Material for this exercise

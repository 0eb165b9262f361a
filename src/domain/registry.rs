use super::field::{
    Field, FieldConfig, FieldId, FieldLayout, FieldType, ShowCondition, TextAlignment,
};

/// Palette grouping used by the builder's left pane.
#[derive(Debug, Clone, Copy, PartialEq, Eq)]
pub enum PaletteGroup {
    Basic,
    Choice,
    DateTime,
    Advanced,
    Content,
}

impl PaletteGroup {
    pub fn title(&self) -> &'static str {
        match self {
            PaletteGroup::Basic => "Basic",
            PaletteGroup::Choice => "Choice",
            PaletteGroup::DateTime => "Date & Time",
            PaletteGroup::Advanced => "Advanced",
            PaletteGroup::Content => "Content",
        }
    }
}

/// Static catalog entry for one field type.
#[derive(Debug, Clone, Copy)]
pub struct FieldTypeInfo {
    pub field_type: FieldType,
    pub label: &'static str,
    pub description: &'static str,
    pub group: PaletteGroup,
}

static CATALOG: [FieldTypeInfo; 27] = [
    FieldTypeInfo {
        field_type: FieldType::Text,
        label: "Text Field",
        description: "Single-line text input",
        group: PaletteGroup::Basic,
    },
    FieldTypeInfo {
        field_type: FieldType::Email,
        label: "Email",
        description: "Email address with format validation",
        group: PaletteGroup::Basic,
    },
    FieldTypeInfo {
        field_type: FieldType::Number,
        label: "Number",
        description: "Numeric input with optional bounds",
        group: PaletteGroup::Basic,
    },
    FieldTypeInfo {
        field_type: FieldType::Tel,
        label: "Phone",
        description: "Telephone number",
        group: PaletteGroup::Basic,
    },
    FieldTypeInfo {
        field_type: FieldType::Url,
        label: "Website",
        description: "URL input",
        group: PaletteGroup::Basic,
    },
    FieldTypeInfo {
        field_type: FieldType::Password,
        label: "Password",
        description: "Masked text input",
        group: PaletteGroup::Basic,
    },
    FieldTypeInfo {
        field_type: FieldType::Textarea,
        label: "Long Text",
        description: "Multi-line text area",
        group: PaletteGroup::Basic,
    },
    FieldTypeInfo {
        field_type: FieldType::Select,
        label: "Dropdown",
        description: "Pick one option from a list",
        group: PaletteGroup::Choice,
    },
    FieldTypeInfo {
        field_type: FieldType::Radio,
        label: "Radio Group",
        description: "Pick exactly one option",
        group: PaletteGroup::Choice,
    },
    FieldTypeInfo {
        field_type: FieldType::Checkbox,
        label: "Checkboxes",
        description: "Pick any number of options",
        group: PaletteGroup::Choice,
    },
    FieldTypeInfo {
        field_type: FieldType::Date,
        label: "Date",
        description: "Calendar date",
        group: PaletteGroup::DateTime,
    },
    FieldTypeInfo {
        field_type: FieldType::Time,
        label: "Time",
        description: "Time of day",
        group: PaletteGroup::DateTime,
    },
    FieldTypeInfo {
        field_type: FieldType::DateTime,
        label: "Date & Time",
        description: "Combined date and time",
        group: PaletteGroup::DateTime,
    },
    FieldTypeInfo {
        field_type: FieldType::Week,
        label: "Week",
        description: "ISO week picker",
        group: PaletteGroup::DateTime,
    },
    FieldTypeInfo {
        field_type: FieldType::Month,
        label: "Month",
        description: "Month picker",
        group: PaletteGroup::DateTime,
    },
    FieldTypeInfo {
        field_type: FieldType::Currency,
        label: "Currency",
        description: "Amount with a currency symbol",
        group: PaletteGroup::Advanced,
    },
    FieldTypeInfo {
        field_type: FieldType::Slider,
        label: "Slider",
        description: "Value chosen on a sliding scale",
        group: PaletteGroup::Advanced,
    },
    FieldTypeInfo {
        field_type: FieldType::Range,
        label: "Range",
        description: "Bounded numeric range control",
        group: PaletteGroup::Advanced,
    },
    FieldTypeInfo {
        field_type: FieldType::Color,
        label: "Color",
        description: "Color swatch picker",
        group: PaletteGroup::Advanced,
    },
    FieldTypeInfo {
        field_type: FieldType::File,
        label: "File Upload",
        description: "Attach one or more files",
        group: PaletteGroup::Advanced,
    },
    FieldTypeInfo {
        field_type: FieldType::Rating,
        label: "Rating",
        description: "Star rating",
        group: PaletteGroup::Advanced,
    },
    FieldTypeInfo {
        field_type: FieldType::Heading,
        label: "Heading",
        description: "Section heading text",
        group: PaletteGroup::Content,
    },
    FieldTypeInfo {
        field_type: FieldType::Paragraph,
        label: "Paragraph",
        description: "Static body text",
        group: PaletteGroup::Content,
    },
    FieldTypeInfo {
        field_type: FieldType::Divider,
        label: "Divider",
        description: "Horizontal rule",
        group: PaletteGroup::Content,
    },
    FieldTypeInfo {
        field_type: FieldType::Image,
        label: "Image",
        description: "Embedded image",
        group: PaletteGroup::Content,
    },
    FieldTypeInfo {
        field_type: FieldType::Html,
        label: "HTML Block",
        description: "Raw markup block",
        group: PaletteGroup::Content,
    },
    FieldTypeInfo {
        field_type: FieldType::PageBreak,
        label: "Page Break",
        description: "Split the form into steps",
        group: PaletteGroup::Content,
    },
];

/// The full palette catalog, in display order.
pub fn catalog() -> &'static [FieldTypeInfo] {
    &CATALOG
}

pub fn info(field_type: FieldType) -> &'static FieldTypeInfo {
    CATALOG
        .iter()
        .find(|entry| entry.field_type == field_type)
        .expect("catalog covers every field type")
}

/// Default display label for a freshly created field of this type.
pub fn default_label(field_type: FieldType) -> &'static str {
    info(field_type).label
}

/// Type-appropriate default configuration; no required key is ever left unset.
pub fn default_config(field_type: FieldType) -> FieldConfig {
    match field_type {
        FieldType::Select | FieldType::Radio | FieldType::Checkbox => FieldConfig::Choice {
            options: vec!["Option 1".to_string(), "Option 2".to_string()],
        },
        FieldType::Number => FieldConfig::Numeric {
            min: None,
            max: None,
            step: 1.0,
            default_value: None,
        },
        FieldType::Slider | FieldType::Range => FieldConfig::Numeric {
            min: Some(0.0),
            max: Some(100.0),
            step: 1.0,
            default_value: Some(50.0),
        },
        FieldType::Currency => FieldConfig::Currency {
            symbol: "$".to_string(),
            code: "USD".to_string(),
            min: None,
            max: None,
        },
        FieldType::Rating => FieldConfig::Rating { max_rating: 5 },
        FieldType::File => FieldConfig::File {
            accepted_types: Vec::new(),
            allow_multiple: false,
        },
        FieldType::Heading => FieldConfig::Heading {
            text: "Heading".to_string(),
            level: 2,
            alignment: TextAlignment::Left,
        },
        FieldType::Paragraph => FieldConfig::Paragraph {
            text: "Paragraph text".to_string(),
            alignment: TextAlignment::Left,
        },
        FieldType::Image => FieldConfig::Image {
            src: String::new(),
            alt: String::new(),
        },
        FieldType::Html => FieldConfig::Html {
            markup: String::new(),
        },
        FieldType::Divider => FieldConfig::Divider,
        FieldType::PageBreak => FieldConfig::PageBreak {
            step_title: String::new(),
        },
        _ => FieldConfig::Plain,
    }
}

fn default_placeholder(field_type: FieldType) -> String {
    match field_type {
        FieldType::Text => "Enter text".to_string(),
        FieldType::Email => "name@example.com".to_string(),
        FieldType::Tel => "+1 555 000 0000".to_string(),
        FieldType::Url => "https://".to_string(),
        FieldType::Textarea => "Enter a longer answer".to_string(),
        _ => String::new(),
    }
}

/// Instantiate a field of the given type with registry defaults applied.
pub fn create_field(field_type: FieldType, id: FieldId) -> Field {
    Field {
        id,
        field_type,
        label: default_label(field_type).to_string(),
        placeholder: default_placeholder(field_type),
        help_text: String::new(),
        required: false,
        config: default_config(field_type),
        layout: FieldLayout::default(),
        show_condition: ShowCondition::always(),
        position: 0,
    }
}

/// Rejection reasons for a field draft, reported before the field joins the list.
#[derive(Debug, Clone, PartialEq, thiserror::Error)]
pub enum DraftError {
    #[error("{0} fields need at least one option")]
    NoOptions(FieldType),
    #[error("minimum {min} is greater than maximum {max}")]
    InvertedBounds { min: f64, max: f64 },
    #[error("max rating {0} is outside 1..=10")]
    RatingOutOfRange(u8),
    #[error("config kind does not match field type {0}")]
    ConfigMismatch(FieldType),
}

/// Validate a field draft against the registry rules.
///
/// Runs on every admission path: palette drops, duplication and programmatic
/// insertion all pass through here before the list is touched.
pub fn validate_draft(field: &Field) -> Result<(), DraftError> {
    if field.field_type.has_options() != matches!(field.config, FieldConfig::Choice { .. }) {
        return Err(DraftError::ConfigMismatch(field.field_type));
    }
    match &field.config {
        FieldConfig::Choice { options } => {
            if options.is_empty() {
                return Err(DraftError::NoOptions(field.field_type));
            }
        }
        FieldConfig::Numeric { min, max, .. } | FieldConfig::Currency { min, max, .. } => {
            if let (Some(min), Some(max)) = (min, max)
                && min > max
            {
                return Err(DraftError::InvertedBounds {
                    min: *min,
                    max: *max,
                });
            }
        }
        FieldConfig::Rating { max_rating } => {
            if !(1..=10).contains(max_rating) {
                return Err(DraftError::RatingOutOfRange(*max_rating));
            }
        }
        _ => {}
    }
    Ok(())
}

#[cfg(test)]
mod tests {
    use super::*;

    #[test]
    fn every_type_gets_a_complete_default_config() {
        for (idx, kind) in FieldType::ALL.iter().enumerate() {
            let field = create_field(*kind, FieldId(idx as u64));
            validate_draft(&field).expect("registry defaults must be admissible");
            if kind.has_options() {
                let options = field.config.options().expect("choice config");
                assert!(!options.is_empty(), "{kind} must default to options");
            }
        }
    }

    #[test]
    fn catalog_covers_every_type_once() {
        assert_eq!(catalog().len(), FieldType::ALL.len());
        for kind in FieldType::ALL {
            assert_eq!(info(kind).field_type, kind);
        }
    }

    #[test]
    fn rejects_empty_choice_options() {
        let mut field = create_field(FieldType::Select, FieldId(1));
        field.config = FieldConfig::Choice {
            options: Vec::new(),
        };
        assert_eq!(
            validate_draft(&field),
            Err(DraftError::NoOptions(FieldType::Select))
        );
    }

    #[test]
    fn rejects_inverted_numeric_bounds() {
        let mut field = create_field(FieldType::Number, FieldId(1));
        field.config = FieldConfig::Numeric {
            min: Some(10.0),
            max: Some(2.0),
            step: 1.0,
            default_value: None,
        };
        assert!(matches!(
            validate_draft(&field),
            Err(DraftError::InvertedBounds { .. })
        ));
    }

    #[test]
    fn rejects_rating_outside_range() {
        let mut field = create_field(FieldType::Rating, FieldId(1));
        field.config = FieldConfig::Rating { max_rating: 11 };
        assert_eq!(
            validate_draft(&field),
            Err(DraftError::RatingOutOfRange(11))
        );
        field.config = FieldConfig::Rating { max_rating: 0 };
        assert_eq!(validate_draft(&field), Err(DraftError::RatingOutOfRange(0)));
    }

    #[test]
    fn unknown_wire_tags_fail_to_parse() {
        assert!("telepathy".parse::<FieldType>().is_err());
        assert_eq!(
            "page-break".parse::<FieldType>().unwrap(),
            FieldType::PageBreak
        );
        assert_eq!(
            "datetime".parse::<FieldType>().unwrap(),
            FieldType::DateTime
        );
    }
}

Exercise
Please reproduce exactly the lines from the first one of the records above through the line containing "pub fn title(&self)", both included, and nothing else.

Answer space
repository 0eb165b9262f361a
filename src/domain/registry.rs
use super::field::{
    Field, FieldConfig, FieldId, FieldLayout, FieldType, ShowCondition, TextAlignment,
};

/// Palette grouping used by the builder's left pane.
#[derive(Debug, Clone, Copy, PartialEq, Eq)]
pub enum PaletteGroup {
    Basic,
    Choice,
    DateTime,
    Advanced,
    Content,
}

impl PaletteGroup {
    pub fn title(&self) -> &'static str {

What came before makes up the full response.